START Exercise input

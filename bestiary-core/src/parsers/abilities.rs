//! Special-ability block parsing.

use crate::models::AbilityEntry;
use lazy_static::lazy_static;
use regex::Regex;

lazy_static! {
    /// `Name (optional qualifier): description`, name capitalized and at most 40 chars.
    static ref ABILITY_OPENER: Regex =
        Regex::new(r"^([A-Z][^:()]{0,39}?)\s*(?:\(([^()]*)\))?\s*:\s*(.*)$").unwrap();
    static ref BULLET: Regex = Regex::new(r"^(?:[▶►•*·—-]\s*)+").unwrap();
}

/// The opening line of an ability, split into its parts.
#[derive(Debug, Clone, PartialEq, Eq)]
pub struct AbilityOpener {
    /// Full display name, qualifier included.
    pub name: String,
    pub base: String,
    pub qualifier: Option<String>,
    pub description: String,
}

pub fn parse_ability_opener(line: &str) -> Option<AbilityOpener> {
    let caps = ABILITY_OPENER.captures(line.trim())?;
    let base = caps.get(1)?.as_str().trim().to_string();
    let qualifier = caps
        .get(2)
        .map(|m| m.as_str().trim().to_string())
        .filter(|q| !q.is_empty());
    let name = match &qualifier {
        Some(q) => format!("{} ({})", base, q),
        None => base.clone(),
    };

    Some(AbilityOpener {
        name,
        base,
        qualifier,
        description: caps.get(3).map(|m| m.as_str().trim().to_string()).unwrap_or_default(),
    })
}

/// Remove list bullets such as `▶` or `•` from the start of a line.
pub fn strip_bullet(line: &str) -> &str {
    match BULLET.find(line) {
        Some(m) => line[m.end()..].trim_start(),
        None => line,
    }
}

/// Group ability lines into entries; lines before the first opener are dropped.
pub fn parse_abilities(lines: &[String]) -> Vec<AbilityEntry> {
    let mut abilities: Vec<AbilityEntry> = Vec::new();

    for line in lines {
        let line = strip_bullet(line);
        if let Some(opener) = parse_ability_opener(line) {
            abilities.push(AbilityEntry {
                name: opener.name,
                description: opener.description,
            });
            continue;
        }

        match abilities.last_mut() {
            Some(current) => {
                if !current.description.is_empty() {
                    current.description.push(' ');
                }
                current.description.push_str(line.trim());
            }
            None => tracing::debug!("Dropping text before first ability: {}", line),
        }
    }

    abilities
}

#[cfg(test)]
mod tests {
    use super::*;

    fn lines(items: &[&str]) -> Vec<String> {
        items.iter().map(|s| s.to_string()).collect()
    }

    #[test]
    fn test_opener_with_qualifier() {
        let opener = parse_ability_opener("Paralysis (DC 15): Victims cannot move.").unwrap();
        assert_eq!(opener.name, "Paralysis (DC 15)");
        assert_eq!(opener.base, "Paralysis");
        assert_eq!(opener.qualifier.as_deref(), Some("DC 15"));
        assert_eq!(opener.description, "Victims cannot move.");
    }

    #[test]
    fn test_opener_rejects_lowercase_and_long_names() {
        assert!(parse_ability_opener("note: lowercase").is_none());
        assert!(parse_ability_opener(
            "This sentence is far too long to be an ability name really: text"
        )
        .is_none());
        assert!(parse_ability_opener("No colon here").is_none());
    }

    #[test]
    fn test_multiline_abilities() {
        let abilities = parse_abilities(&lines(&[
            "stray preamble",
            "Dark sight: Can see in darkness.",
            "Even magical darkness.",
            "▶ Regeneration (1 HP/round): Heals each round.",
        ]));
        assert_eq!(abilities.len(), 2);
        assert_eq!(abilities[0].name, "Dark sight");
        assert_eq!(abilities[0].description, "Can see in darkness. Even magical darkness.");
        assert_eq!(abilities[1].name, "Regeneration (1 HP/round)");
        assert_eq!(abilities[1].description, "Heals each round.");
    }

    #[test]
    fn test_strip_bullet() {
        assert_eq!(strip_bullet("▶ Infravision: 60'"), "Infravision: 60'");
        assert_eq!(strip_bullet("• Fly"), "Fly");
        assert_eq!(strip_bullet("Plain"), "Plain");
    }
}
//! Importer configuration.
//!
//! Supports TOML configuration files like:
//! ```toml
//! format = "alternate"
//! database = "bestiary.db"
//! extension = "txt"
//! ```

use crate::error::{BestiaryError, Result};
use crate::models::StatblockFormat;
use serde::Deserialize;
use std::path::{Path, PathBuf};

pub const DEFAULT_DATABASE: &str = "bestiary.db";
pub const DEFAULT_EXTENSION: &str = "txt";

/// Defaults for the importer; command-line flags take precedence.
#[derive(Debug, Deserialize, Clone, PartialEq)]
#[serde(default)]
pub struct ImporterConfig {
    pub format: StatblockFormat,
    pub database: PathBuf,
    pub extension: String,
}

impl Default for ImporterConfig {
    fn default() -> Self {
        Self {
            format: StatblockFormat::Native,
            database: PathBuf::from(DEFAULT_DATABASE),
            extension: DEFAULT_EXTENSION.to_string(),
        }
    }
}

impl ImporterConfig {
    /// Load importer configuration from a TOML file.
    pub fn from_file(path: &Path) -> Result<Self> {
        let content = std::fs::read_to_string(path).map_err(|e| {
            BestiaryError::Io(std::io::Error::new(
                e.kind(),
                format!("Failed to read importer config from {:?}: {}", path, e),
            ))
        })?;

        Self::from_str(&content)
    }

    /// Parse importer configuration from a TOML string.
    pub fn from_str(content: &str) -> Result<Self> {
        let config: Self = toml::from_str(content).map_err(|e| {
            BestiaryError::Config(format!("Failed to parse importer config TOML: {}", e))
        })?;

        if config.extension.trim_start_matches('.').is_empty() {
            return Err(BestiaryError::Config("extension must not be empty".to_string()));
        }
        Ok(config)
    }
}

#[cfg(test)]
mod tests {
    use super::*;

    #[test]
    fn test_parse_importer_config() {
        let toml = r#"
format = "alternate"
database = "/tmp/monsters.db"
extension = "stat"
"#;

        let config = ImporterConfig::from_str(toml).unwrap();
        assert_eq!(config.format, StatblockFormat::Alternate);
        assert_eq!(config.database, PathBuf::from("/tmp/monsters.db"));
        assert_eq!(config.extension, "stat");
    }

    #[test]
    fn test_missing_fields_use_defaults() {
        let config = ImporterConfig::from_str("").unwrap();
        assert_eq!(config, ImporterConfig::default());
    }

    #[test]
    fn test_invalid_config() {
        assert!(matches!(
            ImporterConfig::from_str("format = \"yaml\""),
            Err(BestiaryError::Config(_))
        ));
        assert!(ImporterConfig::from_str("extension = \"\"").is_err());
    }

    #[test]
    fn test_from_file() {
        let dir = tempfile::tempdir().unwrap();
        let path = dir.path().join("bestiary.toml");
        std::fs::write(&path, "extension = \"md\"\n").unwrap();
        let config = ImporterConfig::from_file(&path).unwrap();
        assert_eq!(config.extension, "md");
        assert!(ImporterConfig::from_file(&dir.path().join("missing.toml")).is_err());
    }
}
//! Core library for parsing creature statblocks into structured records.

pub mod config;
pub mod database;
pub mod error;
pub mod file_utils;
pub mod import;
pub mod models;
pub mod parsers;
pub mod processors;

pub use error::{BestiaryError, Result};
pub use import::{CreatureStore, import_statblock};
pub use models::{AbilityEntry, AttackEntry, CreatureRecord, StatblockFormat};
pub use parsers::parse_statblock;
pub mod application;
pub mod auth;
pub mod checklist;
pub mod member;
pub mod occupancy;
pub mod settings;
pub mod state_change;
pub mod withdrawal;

END Exercise input
START Exercise input

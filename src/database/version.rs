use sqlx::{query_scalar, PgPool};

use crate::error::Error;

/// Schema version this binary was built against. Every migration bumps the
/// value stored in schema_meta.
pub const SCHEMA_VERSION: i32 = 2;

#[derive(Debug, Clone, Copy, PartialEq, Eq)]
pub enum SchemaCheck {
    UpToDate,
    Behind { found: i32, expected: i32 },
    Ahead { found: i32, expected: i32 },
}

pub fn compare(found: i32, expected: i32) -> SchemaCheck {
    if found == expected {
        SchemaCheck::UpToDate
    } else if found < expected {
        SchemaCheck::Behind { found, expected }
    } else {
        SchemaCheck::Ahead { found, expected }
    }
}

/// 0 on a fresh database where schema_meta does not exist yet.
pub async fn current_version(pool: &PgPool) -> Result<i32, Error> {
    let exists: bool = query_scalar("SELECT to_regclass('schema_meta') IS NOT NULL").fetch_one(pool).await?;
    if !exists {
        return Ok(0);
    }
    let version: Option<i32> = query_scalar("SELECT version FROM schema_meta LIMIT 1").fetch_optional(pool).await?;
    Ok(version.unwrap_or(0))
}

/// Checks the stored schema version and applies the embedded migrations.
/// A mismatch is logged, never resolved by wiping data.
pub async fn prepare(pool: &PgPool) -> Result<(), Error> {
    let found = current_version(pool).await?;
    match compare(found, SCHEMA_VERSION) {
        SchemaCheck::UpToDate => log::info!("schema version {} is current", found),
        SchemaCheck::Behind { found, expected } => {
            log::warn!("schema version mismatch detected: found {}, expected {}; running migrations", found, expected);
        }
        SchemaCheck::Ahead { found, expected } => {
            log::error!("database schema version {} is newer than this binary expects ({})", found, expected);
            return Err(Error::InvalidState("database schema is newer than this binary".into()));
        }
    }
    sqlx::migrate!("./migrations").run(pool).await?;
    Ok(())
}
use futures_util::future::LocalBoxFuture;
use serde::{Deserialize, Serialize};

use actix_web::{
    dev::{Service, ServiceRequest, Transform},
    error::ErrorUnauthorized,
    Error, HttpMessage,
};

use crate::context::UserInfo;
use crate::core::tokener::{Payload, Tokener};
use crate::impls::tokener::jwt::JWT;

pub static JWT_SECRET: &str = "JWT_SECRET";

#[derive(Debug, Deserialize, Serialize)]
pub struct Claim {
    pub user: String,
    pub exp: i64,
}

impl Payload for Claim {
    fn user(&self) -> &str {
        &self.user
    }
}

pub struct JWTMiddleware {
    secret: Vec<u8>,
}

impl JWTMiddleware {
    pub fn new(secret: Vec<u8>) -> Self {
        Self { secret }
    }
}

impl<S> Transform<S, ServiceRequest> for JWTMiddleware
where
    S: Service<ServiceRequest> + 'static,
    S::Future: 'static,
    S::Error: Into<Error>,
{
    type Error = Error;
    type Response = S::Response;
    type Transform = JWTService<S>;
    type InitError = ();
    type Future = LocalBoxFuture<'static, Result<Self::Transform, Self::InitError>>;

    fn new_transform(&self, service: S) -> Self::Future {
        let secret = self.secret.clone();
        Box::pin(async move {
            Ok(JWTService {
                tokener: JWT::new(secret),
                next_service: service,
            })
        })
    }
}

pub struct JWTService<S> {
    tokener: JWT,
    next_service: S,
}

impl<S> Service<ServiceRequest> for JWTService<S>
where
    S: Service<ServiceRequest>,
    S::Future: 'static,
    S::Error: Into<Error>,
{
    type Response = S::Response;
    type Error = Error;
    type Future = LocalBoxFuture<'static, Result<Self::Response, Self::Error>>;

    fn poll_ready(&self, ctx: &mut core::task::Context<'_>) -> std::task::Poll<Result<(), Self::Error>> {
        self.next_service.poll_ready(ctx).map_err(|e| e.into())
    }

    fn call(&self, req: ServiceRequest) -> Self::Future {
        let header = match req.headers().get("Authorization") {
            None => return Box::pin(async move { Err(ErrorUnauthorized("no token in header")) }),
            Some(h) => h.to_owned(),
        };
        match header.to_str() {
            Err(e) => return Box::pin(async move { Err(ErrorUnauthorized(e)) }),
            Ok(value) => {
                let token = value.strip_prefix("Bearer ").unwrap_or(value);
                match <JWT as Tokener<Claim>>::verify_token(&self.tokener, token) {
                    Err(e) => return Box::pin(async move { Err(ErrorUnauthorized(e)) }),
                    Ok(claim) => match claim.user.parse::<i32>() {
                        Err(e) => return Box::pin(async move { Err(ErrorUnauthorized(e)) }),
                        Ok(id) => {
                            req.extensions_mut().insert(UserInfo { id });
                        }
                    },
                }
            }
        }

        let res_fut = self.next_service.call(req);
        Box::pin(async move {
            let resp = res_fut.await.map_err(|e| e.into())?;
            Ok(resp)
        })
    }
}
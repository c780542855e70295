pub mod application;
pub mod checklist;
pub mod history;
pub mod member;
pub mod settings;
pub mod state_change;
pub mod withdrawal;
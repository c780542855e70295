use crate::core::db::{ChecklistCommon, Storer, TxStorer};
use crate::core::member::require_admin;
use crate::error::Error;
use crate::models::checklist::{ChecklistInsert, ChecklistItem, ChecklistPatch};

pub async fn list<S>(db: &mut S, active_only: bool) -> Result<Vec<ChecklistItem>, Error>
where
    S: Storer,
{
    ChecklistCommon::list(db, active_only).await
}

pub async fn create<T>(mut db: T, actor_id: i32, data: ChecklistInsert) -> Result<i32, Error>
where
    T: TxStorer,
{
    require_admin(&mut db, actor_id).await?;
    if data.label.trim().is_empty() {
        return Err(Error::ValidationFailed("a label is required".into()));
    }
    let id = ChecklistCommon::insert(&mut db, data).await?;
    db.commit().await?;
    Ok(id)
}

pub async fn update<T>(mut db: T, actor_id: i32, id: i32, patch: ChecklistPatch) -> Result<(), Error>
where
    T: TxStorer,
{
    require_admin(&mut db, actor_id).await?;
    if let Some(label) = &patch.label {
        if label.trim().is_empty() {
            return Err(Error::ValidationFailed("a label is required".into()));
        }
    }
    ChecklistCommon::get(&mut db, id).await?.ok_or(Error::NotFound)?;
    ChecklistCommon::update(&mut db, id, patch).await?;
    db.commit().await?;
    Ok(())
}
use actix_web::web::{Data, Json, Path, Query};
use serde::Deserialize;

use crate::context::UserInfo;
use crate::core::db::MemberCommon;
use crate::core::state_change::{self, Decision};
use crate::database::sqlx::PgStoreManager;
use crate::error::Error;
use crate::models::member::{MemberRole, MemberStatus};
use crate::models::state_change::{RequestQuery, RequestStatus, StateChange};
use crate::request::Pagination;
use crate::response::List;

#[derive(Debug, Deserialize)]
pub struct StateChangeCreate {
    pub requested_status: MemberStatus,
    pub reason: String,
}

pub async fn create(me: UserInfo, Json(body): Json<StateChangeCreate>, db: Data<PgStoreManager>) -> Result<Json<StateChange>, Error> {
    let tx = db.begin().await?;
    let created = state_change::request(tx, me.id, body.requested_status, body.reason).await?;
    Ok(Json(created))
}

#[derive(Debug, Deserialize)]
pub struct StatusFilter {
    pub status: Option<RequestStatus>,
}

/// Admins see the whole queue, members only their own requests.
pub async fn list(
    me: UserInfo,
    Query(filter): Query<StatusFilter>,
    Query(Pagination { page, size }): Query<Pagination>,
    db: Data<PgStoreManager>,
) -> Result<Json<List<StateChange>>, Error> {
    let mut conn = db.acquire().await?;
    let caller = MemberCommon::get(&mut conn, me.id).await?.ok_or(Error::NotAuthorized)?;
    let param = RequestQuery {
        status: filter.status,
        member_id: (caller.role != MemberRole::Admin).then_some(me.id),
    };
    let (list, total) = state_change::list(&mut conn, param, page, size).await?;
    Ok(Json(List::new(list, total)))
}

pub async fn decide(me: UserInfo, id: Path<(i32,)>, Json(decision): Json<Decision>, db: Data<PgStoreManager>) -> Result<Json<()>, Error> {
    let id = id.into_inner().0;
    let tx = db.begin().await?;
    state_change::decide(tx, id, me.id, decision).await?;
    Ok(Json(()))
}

END Exercise input

- _To do_
Here the output must be the lines above from the line with "filename bestiary-core/src/parsers/abilities.rs" to the line with "pub struct AbilityOpener", both included, duplicated word for word and nothing else.

- _Solution_
filename bestiary-core/src/parsers/abilities.rs
//! Special-ability block parsing.

use crate::models::AbilityEntry;
use lazy_static::lazy_static;
use regex::Regex;

lazy_static! {
    /// `Name (optional qualifier): description`, name capitalized and at most 40 chars.
    static ref ABILITY_OPENER: Regex =
        Regex::new(r"^([A-Z][^:()]{0,39}?)\s*(?:\(([^()]*)\))?\s*:\s*(.*)$").unwrap();
    static ref BULLET: Regex = Regex::new(r"^(?:[▶►•*·—-]\s*)+").unwrap();
}

/// The opening line of an ability, split into its parts.
#[derive(Debug, Clone, PartialEq, Eq)]
pub struct AbilityOpener {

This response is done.